→ PROVIDED INFORMATION

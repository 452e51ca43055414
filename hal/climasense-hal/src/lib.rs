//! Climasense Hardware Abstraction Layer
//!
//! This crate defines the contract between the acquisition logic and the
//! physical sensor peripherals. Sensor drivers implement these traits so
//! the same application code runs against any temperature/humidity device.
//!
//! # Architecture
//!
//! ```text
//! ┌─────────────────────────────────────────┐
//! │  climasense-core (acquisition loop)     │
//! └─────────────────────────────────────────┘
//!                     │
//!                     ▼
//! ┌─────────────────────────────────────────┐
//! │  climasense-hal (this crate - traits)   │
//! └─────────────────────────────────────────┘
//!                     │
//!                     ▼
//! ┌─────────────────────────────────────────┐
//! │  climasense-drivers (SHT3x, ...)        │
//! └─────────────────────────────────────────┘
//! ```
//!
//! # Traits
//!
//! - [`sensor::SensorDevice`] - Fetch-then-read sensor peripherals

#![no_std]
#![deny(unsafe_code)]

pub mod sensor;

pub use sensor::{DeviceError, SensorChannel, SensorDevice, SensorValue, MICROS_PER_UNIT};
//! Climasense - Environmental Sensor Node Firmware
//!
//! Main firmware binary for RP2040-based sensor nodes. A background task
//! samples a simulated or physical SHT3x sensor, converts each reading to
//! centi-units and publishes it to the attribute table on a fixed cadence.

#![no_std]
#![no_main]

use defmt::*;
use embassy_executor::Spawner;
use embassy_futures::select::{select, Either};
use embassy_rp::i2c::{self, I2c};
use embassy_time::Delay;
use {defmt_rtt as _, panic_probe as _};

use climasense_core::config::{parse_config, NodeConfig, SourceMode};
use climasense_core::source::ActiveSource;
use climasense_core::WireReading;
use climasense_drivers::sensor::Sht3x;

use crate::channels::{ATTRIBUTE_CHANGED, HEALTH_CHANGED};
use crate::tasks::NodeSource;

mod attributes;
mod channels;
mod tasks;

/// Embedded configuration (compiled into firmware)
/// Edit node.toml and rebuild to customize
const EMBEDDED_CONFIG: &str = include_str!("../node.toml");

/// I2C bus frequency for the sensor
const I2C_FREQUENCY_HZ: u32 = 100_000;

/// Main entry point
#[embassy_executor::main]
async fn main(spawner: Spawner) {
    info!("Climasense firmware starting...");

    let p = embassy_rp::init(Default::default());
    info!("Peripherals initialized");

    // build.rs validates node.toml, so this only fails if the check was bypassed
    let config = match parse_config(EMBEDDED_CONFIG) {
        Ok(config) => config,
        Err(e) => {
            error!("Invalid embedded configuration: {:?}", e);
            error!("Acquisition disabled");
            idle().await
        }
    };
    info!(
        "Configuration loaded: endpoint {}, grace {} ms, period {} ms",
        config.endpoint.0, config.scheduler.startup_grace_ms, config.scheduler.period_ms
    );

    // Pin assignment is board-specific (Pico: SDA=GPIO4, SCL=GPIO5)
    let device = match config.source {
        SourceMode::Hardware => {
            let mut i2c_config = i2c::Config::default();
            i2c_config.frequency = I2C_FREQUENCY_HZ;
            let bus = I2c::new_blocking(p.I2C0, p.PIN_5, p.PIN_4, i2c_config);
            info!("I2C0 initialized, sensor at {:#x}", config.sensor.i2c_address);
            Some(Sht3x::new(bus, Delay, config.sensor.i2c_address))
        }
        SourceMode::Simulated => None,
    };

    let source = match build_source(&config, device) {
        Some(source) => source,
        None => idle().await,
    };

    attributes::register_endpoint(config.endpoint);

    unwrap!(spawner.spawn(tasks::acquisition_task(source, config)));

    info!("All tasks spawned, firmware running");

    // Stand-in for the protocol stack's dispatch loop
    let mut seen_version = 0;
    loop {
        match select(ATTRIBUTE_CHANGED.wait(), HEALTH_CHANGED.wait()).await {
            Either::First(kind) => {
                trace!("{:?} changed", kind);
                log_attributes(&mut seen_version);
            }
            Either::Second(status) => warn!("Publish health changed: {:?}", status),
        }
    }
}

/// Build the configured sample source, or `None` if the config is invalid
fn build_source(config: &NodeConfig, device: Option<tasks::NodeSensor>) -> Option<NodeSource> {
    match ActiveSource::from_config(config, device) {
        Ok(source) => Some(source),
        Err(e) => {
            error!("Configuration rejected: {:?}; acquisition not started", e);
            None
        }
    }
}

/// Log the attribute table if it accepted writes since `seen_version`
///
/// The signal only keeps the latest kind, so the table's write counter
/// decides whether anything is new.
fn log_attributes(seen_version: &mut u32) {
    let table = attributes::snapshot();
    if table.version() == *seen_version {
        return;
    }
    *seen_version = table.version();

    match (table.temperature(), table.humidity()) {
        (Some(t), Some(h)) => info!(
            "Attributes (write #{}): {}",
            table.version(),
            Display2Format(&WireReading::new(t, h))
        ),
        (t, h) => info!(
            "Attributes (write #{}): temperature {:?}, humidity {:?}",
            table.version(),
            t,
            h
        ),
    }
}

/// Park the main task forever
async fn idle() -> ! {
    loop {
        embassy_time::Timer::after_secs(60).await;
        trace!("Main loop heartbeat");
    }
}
* * *
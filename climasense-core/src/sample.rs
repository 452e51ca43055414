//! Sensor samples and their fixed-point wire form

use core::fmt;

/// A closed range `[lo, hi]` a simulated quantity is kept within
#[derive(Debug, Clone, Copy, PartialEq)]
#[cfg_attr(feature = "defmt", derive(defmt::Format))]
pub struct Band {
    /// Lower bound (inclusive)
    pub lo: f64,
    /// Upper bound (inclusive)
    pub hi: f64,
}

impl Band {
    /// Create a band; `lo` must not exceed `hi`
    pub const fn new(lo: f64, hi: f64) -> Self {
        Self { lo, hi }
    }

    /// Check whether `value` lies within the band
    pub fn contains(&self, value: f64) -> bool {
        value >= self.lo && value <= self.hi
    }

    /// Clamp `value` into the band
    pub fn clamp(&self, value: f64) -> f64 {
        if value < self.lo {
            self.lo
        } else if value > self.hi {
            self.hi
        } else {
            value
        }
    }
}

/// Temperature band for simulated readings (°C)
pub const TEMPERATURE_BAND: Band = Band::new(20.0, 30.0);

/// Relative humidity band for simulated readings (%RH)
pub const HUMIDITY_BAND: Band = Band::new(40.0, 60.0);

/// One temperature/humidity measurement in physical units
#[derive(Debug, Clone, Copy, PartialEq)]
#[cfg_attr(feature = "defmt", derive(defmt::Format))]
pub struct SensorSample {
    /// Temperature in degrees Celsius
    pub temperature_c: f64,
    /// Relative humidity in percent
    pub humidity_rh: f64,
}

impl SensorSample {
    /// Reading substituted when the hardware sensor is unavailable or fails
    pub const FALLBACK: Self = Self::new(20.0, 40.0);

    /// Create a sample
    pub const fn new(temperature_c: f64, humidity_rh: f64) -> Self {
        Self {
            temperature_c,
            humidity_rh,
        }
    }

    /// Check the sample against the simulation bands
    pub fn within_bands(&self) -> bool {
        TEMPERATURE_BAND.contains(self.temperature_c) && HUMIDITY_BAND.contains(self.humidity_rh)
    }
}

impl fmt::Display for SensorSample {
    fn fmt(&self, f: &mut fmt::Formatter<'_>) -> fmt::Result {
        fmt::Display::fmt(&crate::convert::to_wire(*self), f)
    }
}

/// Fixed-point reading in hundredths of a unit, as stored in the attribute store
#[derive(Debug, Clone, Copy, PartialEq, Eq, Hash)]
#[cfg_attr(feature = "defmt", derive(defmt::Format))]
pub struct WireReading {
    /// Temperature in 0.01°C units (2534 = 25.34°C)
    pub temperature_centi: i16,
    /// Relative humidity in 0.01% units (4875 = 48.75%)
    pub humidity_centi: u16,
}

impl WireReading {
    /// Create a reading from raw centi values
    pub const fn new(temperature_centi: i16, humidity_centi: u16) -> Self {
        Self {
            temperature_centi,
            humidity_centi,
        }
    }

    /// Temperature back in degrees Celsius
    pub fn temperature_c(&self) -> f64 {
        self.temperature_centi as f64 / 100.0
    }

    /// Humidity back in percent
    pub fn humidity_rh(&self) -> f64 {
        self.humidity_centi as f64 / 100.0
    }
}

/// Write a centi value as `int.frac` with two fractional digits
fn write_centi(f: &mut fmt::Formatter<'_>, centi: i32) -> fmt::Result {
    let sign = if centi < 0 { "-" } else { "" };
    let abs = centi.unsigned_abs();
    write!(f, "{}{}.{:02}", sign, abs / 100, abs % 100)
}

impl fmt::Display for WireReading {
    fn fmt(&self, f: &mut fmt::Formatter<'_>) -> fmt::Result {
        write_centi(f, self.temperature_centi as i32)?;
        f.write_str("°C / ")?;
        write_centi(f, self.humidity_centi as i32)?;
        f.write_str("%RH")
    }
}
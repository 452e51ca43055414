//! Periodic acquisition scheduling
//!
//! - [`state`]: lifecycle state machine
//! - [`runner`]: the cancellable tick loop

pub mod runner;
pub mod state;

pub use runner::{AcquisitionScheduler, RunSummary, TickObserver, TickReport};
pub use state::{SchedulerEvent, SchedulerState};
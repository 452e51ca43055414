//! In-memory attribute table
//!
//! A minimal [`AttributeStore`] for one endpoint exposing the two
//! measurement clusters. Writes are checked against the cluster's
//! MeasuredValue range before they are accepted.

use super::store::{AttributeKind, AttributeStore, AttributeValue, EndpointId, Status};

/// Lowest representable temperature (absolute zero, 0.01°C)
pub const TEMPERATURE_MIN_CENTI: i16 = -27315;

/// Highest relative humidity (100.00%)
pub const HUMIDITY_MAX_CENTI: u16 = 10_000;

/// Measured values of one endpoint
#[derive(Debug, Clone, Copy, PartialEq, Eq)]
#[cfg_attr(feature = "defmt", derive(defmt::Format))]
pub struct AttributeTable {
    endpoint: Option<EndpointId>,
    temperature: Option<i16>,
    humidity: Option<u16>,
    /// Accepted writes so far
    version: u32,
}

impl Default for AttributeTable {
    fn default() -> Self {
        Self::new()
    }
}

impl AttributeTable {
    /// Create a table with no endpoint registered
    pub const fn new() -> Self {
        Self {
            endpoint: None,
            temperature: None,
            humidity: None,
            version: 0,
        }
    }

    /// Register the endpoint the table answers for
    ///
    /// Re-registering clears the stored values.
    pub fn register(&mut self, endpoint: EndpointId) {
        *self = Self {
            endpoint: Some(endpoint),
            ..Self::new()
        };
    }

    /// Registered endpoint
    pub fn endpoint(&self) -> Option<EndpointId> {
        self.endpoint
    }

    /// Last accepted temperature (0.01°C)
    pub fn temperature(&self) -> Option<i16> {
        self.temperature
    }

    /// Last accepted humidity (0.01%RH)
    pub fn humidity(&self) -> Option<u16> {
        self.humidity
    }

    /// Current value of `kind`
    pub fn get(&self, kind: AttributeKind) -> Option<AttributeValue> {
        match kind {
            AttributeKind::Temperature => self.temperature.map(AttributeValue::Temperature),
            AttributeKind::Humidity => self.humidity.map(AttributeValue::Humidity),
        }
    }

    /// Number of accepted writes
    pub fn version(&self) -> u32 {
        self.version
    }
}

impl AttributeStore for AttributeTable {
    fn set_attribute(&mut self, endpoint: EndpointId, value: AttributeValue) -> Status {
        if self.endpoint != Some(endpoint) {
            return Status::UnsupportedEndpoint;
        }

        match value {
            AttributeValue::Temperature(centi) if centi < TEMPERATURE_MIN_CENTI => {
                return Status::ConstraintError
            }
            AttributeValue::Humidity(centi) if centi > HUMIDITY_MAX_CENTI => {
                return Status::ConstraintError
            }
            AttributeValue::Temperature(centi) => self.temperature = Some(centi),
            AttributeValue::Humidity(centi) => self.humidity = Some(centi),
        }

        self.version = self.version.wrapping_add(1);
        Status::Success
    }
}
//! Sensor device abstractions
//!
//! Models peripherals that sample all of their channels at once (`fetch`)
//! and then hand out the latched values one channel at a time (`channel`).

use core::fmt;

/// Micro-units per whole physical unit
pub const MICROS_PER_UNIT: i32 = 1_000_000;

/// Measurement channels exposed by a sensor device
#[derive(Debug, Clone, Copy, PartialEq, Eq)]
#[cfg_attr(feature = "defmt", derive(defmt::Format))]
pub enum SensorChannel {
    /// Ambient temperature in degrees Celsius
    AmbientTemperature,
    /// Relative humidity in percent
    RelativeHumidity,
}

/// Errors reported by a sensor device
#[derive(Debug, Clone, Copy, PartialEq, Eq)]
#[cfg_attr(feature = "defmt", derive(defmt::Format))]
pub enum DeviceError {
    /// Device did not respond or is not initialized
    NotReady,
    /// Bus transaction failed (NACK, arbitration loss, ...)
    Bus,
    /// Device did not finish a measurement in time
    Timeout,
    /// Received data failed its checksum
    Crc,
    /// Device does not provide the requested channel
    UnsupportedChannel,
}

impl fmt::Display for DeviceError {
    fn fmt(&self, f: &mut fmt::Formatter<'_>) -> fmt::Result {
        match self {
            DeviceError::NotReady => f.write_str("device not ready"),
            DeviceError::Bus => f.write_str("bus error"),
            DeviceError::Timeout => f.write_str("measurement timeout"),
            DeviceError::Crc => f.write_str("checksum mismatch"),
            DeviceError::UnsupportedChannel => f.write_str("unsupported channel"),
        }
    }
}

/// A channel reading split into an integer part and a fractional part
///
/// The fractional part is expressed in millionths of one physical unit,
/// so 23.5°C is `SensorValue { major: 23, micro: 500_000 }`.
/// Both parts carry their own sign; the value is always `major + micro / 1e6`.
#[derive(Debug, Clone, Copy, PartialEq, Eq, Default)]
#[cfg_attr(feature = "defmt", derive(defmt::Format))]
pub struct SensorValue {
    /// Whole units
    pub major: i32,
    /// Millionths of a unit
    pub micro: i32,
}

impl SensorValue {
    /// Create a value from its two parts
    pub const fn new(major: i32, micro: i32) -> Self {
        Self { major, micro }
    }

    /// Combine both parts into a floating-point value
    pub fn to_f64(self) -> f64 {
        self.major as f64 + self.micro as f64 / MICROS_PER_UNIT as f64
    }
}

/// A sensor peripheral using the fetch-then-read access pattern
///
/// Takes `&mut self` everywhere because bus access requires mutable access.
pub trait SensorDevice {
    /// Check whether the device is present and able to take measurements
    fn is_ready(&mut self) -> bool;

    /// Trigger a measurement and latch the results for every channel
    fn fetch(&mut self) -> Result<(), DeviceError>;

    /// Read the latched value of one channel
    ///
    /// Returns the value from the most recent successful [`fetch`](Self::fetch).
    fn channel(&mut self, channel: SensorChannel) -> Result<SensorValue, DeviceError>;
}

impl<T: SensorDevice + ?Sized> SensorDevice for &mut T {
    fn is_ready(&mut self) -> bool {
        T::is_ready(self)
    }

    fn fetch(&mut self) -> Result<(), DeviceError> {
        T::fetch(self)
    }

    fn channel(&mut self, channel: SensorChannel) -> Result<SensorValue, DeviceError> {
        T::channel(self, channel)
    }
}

→ WORK REQUEST
Where the word "their" appears in a line of the entries, copy that line.

→ PROBLEM SOLUTION
//! Sensor samples and their fixed-point wire form
//! Models peripherals that sample all of their channels at once (`fetch`)
/// Both parts carry their own sign; the value is always `major + micro / 1e6`.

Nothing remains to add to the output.